Data section section start

//! Calculation output: per-position plan plus mode summary.

use crate::types::{Action, Mode};

/// Differences at or below this many dollars are not worth a trade.
///
/// The engine classifies actions by exact sign; this threshold is only
/// applied when counting or displaying trades.
pub const TRADE_TOLERANCE: f64 = 0.01;

/// One position after rebalancing math has been applied.
#[derive(Clone, Debug, PartialEq)]
#[cfg_attr(feature = "serde", derive(serde::Serialize, serde::Deserialize))]
#[cfg_attr(feature = "serde", serde(rename_all = "camelCase"))]
pub struct CalculatedPosition {
    pub ticker: String,
    pub current_amount: f64,
    /// Share of the current total value, 0-100.
    pub current_percent: f64,
    pub target_percent: f64,
    /// Dollar target (against the post-cash-flow total in contribution and
    /// withdrawal modes).
    pub target_amount: f64,
    /// Dollars to move: positive buys, negative sells.
    pub difference: f64,
    pub action: Action,
    /// Holding after the plan runs (contribution and withdrawal only).
    #[cfg_attr(
        feature = "serde",
        serde(default, skip_serializing_if = "Option::is_none")
    )]
    pub new_amount: Option<f64>,
    #[cfg_attr(
        feature = "serde",
        serde(default, skip_serializing_if = "Option::is_none")
    )]
    pub new_percent: Option<f64>,
}

impl CalculatedPosition {
    /// True if the position needs a trade larger than `tolerance` dollars.
    #[inline]
    pub fn is_actionable(&self, tolerance: f64) -> bool {
        self.difference.abs() > tolerance
    }
}

/// Mode-specific totals attached to a result.
#[derive(Clone, Copy, Debug, PartialEq)]
#[cfg_attr(feature = "serde", derive(serde::Serialize, serde::Deserialize))]
#[cfg_attr(feature = "serde", serde(untagged, rename_all_fields = "camelCase"))]
pub enum ModeData {
    AddOnly {
        total_to_add: f64,
        new_total_value: f64,
    },
    SellOnly {
        total_to_sell: f64,
        new_total_value: f64,
    },
    Contribution {
        contribution_amount: f64,
        new_total_value: f64,
        total_allocated: f64,
    },
    Withdrawal {
        withdrawal_amount: f64,
        new_total_value: f64,
        total_sold: f64,
    },
    /// Standard mode carries no extra data; serializes as `{}`.
    None {},
}

impl ModeData {
    /// Portfolio value once the plan has run, if the mode changes it.
    pub fn new_total_value(&self) -> Option<f64> {
        match *self {
            ModeData::AddOnly {
                new_total_value, ..
            }
            | ModeData::SellOnly {
                new_total_value, ..
            }
            | ModeData::Contribution {
                new_total_value, ..
            }
            | ModeData::Withdrawal {
                new_total_value, ..
            } => Some(new_total_value),
            ModeData::None {} => None,
        }
    }
}

/// Full output of [`calculate_rebalancing`](crate::calculate_rebalancing).
///
/// Produced fresh on every call and never mutated by the engine afterwards.
#[derive(Clone, Debug, PartialEq)]
#[cfg_attr(feature = "serde", derive(serde::Serialize, serde::Deserialize))]
#[cfg_attr(feature = "serde", serde(rename_all = "camelCase"))]
pub struct RebalancingResult {
    /// Sum of current amounts before any cash flow.
    pub total_value: f64,
    pub positions: Vec<CalculatedPosition>,
    pub mode: Mode,
    pub mode_data: ModeData,
}

impl RebalancingResult {
    /// Positions the plan buys.
    pub fn buys(&self) -> impl Iterator<Item = &CalculatedPosition> {
        self.positions.iter().filter(|p| p.action == Action::Buy)
    }

    /// Positions the plan sells.
    pub fn sells(&self) -> impl Iterator<Item = &CalculatedPosition> {
        self.positions.iter().filter(|p| p.action == Action::Sell)
    }

    /// Value after the plan, falling back to the current total in standard mode.
    pub fn new_total_value(&self) -> f64 {
        self.mode_data.new_total_value().unwrap_or(self.total_value)
    }

    /// Number of positions whose trade exceeds `tolerance` dollars.
    pub fn trade_count(&self, tolerance: f64) -> usize {
        self.positions
            .iter()
            .filter(|p| p.is_actionable(tolerance))
            .count()
    }

    /// Serialize with the camelCase field names downstream consumers expect.
    #[cfg(feature = "json")]
    pub fn to_json(&self) -> serde_json::Result<String> {
        serde_json::to_string_pretty(self)
    }
}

Data section section end

• [Exercise prompt]: Every entry is to be retyped word for word.

• [Task answer]:
//! Calculation output: per-position plan plus mode summary.

use crate::types::{Action, Mode};

/// Differences at or below this many dollars are not worth a trade.
///
/// The engine classifies actions by exact sign; this threshold is only
/// applied when counting or displaying trades.
pub const TRADE_TOLERANCE: f64 = 0.01;

/// One position after rebalancing math has been applied.
#[derive(Clone, Debug, PartialEq)]
#[cfg_attr(feature = "serde", derive(serde::Serialize, serde::Deserialize))]
#[cfg_attr(feature = "serde", serde(rename_all = "camelCase"))]
pub struct CalculatedPosition {
    pub ticker: String,
    pub current_amount: f64,
    /// Share of the current total value, 0-100.
    pub current_percent: f64,
    pub target_percent: f64,
    /// Dollar target (against the post-cash-flow total in contribution and
    /// withdrawal modes).
    pub target_amount: f64,
    /// Dollars to move: positive buys, negative sells.
    pub difference: f64,
    pub action: Action,
    /// Holding after the plan runs (contribution and withdrawal only).
    #[cfg_attr(
        feature = "serde",
        serde(default, skip_serializing_if = "Option::is_none")
    )]
    pub new_amount: Option<f64>,
    #[cfg_attr(
        feature = "serde",
        serde(default, skip_serializing_if = "Option::is_none")
    )]
    pub new_percent: Option<f64>,
}

impl CalculatedPosition {
    /// True if the position needs a trade larger than `tolerance` dollars.
    #[inline]
    pub fn is_actionable(&self, tolerance: f64) -> bool {
        self.difference.abs() > tolerance
    }
}

/// Mode-specific totals attached to a result.
#[derive(Clone, Copy, Debug, PartialEq)]
#[cfg_attr(feature = "serde", derive(serde::Serialize, serde::Deserialize))]
#[cfg_attr(feature = "serde", serde(untagged, rename_all_fields = "camelCase"))]
pub enum ModeData {
    AddOnly {
        total_to_add: f64,
        new_total_value: f64,
    },
    SellOnly {
        total_to_sell: f64,
        new_total_value: f64,
    },
    Contribution {
        contribution_amount: f64,
        new_total_value: f64,
        total_allocated: f64,
    },
    Withdrawal {
        withdrawal_amount: f64,
        new_total_value: f64,
        total_sold: f64,
    },
    /// Standard mode carries no extra data; serializes as `{}`.
    None {},
}

impl ModeData {
    /// Portfolio value once the plan has run, if the mode changes it.
    pub fn new_total_value(&self) -> Option<f64> {
        match *self {
            ModeData::AddOnly {
                new_total_value, ..
            }
            | ModeData::SellOnly {
                new_total_value, ..
            }
            | ModeData::Contribution {
                new_total_value, ..
            }
            | ModeData::Withdrawal {
                new_total_value, ..
            } => Some(new_total_value),
            ModeData::None {} => None,
        }
    }
}

/// Full output of [`calculate_rebalancing`](crate::calculate_rebalancing).
///
/// Produced fresh on every call and never mutated by the engine afterwards.
#[derive(Clone, Debug, PartialEq)]
#[cfg_attr(feature = "serde", derive(serde::Serialize, serde::Deserialize))]
#[cfg_attr(feature = "serde", serde(rename_all = "camelCase"))]
pub struct RebalancingResult {
    /// Sum of current amounts before any cash flow.
    pub total_value: f64,
    pub positions: Vec<CalculatedPosition>,
    pub mode: Mode,
    pub mode_data: ModeData,
}

impl RebalancingResult {
    /// Positions the plan buys.
    pub fn buys(&self) -> impl Iterator<Item = &CalculatedPosition> {
        self.positions.iter().filter(|p| p.action == Action::Buy)
    }

    /// Positions the plan sells.
    pub fn sells(&self) -> impl Iterator<Item = &CalculatedPosition> {
        self.positions.iter().filter(|p| p.action == Action::Sell)
    }

    /// Value after the plan, falling back to the current total in standard mode.
    pub fn new_total_value(&self) -> f64 {
        self.mode_data.new_total_value().unwrap_or(self.total_value)
    }

    /// Number of positions whose trade exceeds `tolerance` dollars.
    pub fn trade_count(&self, tolerance: f64) -> usize {
        self.positions
            .iter()
            .filter(|p| p.is_actionable(tolerance))
            .count()
    }

    /// Serialize with the camelCase field names downstream consumers expect.
    #[cfg(feature = "json")]
    pub fn to_json(&self) -> serde_json::Result<String> {
        serde_json::to_string_pretty(self)
    }
}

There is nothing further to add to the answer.